White Balance setting for indoors

Discussion in 'Beginner Questions' started by pnomanWV, May 31, 2021.

  1. +1 to Rodeo Joe's comment about lighting from bounced flash. One interesting technique--providing that the walls are relatively light and neutral--is to aim the flash diagonally backwards over one shoulder. This can produce a very appealing light, similar to having a high window in that location. It's similar to lighting used in some paintings.I don't do this with candids of kids--they move too fast for me to think about what walls are where--but I've used it with adults, and it's worked well.
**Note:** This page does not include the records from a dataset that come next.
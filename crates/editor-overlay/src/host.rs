//! Host editor adapter interface.
//!
//! The engine never touches a text widget directly. Everything it renders goes through the
//! [`HostEditor`] trait: clear-and-replace decoration sets per editor, owner-tagged marker sets
//! per buffer, and a path → buffer lookup.
//!
//! Hosts must not publish overlay events synchronously from inside these calls.

use crate::diagnostics::{Diagnostic, DiagnosticSeverity};

/// Opaque identifier of an editor pane (widget instance) owned by the host.
#[derive(Debug, Clone, Copy, PartialEq, Eq, PartialOrd, Ord, Hash)]
pub struct EditorHandle(pub u64);

/// Opaque identifier of a buffer (text model) owned by the host.
#[derive(Debug, Clone, Copy, PartialEq, Eq, PartialOrd, Ord, Hash)]
pub struct BufferHandle(pub u64);

/// Opaque identifier of one applied decoration.
#[derive(Debug, Clone, Copy, PartialEq, Eq, PartialOrd, Ord, Hash)]
pub struct DecorationHandle(pub u64);

/// Visual class of a decoration.
#[derive(Debug, Clone, Copy, PartialEq, Eq, Hash)]
pub enum DecorationClass {
    /// Gutter bar for an added line.
    GutterAdded,
    /// Gutter bar for a modified line.
    GutterModified,
    /// After-line blame text.
    InlineBlame,
    /// After-line diagnostic message, styled by severity.
    InlineDiagnostic(DiagnosticSeverity),
}

impl DecorationClass {
    /// Stable class name for host-side styling.
    pub fn class_name(self) -> &'static str {
        match self {
            Self::GutterAdded => "overlay-gutter-added",
            Self::GutterModified => "overlay-gutter-modified",
            Self::InlineBlame => "overlay-inline-blame",
            Self::InlineDiagnostic(DiagnosticSeverity::Error) => "overlay-inline-error",
            Self::InlineDiagnostic(DiagnosticSeverity::Warning) => "overlay-inline-warning",
            Self::InlineDiagnostic(DiagnosticSeverity::Information) => "overlay-inline-info",
            Self::InlineDiagnostic(DiagnosticSeverity::Hint) => "overlay-inline-hint",
        }
    }
}

/// One decoration to apply. Line-granular: `line` is 1-based.
#[derive(Debug, Clone, PartialEq, Eq)]
pub struct DecorationDescriptor {
    /// 1-based line.
    pub line: usize,
    /// Visual class.
    pub class: DecorationClass,
    /// After-line virtual text, if any.
    pub text: Option<String>,
    /// Hover payload (plain text), if any.
    pub hover: Option<String>,
    /// Whether the decoration spans the whole line (gutter bars do).
    pub whole_line: bool,
}

/// Marker severity in the host's numeric encoding.
#[derive(Debug, Clone, Copy, PartialEq, Eq, PartialOrd, Ord, Hash)]
#[repr(u8)]
pub enum MarkerSeverity {
    /// Hint marker.
    Hint = 1,
    /// Informational marker.
    Info = 2,
    /// Warning marker.
    Warning = 4,
    /// Error marker.
    Error = 8,
}

impl From<DiagnosticSeverity> for MarkerSeverity {
    fn from(severity: DiagnosticSeverity) -> Self {
        match severity {
            DiagnosticSeverity::Error => Self::Error,
            DiagnosticSeverity::Warning => Self::Warning,
            DiagnosticSeverity::Information => Self::Info,
            DiagnosticSeverity::Hint => Self::Hint,
        }
    }
}

/// One marker (squiggle + hover) in host terms. Positions are 1-based.
#[derive(Debug, Clone, PartialEq, Eq)]
pub struct MarkerDescriptor {
    /// Severity.
    pub severity: MarkerSeverity,
    /// Message.
    pub message: String,
    /// Producer name.
    pub source: String,
    /// Optional code.
    pub code: Option<String>,
    /// Start line.
    pub start_line: usize,
    /// Start column.
    pub start_column: usize,
    /// End line.
    pub end_line: usize,
    /// End column.
    pub end_column: usize,
}

impl MarkerDescriptor {
    /// Build a marker from a diagnostic, clamping its lines into `1..=line_count`.
    ///
    /// `line_count == None` leaves the lines untouched (apart from the 1-based floor).
    pub fn from_diagnostic(diagnostic: &Diagnostic, line_count: Option<usize>) -> Self {
        let max_line = line_count.unwrap_or(usize::MAX).max(1);
        let start_line = diagnostic.start_line.clamp(1, max_line);
        let end_line = diagnostic.end_line.clamp(start_line, max_line);
        let start_column = diagnostic.start_column.max(1);
        let end_column = if end_line == start_line {
            diagnostic.end_column.max(start_column)
        } else {
            diagnostic.end_column.max(1)
        };

        Self {
            severity: diagnostic.severity.into(),
            message: diagnostic.message.clone(),
            source: diagnostic.source.clone(),
            code: diagnostic.code.clone(),
            start_line,
            start_column,
            end_line,
            end_column,
        }
    }
}

/// Failures reported by the host.
#[derive(Debug, Clone, PartialEq, Eq, thiserror::Error)]
pub enum HostError {
    /// The editor pane is gone (its decorations went with it).
    #[error("editor {0:?} has been disposed")]
    EditorDisposed(EditorHandle),
    /// The buffer is gone.
    #[error("buffer {0:?} has been disposed")]
    BufferDisposed(BufferHandle),
    /// The host refused the request.
    #[error("host rejected request: {0}")]
    Rejected(String),
}

/// Primitives the engine needs from the host editor.
pub trait HostEditor: Send + Sync {
    /// Remove `previous` from `editor` and apply `decorations`, returning the new handles.
    fn set_decorations(
        &self,
        editor: EditorHandle,
        previous: &[DecorationHandle],
        decorations: &[DecorationDescriptor],
    ) -> Result<Vec<DecorationHandle>, HostError>;

    /// Replace every marker owned by `owner` on `buffer`.
    fn set_markers(
        &self,
        buffer: BufferHandle,
        owner: &str,
        markers: &[MarkerDescriptor],
    ) -> Result<(), HostError>;

    /// Buffer currently open for `path`, if any.
    fn model_for_path(&self, path: &str) -> Option<BufferHandle>;

    /// Line count of `buffer`, if the host knows it.
    fn line_count(&self, buffer: BufferHandle) -> Option<usize>;
}

#[cfg(test)]
mod tests {
    use super::*;

    fn diag(start_line: usize, end_line: usize) -> Diagnostic {
        Diagnostic {
            id: "d".to_string(),
            file_path: "/a.rs".to_string(),
            severity: DiagnosticSeverity::Warning,
            message: "m".to_string(),
            source: "s".to_string(),
            code: Some("W1".to_string()),
            start_line,
            start_column: 0,
            end_line,
            end_column: 3,
        }
    }

    #[test]
    fn test_marker_clamps_lines() {
        let marker = MarkerDescriptor::from_diagnostic(&diag(7, 9), Some(5));
        assert_eq!(marker.severity, MarkerSeverity::Warning);
        assert_eq!((marker.start_line, marker.end_line), (5, 5));
        assert_eq!((marker.start_column, marker.end_column), (1, 3));

        let marker = MarkerDescriptor::from_diagnostic(&diag(2, 3), None);
        assert_eq!((marker.start_line, marker.end_line), (2, 3));
    }

    #[test]
    fn test_marker_severity_table() {
        assert_eq!(MarkerSeverity::from(DiagnosticSeverity::Error) as u8, 8);
        assert_eq!(MarkerSeverity::from(DiagnosticSeverity::Warning) as u8, 4);
        assert_eq!(MarkerSeverity::from(DiagnosticSeverity::Information) as u8, 2);
        assert_eq!(MarkerSeverity::from(DiagnosticSeverity::Hint) as u8, 1);
    }
}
    In general, I think a number of the postings in this thread overcomplicated matters for the OP. The fact is that in many indoor situations, simply bouncing an e-TTL flash--ideally with a bounce card--can produce excellent results with mininum fuss and bother. Are they studio-quality? Often not. Are they close enough that people looking at them as family photos won't notice any failings? Yes. I've noticed many times that when I say that I am dissatisfied with one of my candids, I'm the ONLY ONE who is concerned. Unless something is seriously wrong, most people look at family photos for the situation and the memory.
     
    Last edited: Jun 6, 2021
    steve_gallimore|1 and pnomanWV like this.
  2. Indeed, how natural is it to have flash bounced off a ceiling, overpowering the light sources that you are accustomed to, so it looks more like you arranged your furniture under a glass roof?
    Bouncing off walls may work as well, but you get unexpected shadows and light from strange directions. Not for casual snap-shots.
    Just leave the lighting as found as it is, use that without complicating things further, and correct to taste afterwards.
     
    Last edited: Jun 6, 2021
  3. Which means you end up with exactly the result the OP is trying to avoid!
    Which requires fairly advanced image-editing skills, and could take many times longer than simply clipping a flash into a hotshoe and pointing it upward.

    I'm not suggesting that the OP just wade in with flash attached and start shooting in a 'spray and pray' style. Because using bounce flash can teach one a lot about lighting.

    It costs nothing to experiment using a digital camera. So just practising to see what works is a valuable exercise, and those lighting skills so gained can then be put into practise later. Photography is all about light, and the more you know about it, and more importantly can have control over it, the better.
    IMG_20180527_125739.jpg
    Here's a simple example. The flower was indoors and lit by bounced flash; while the background was a garden seen through a window behind the flower. Without using flash I'd have either got a silhouette of the flower, or an overexposed background.
     
    Last edited: Jun 7, 2021
  4. No. Trying to change colour balance so that it is 'correct' in all parts of the scene requires advanced editing. Correcting so that the main part of the scene is acceptable (no need to be accurate) is not a lot of work nor difficult.
    All the other options, including adding another light source with its own colour, and what to do to make matters better and not worse, is more difficult, requires a lot of time, and advanced editing skills. All make things more complicated than they need be, because trying to get as close as possible to an overall 'correct' result.

    A flower as an example is a good example of what i meant. You flower is lit as if under a bright, overcast sky. There are not many bright overcast skies indoors. The light there is never that even, is always directional, almost never from straight above., has a distinct fall off with distance, etc.
    Silhouettes of things against the light coming in through a window is the norm. Not good for a photo of a flower in a window, but quite o.k. for an interior in which you are not really interested in what is in the window in the background.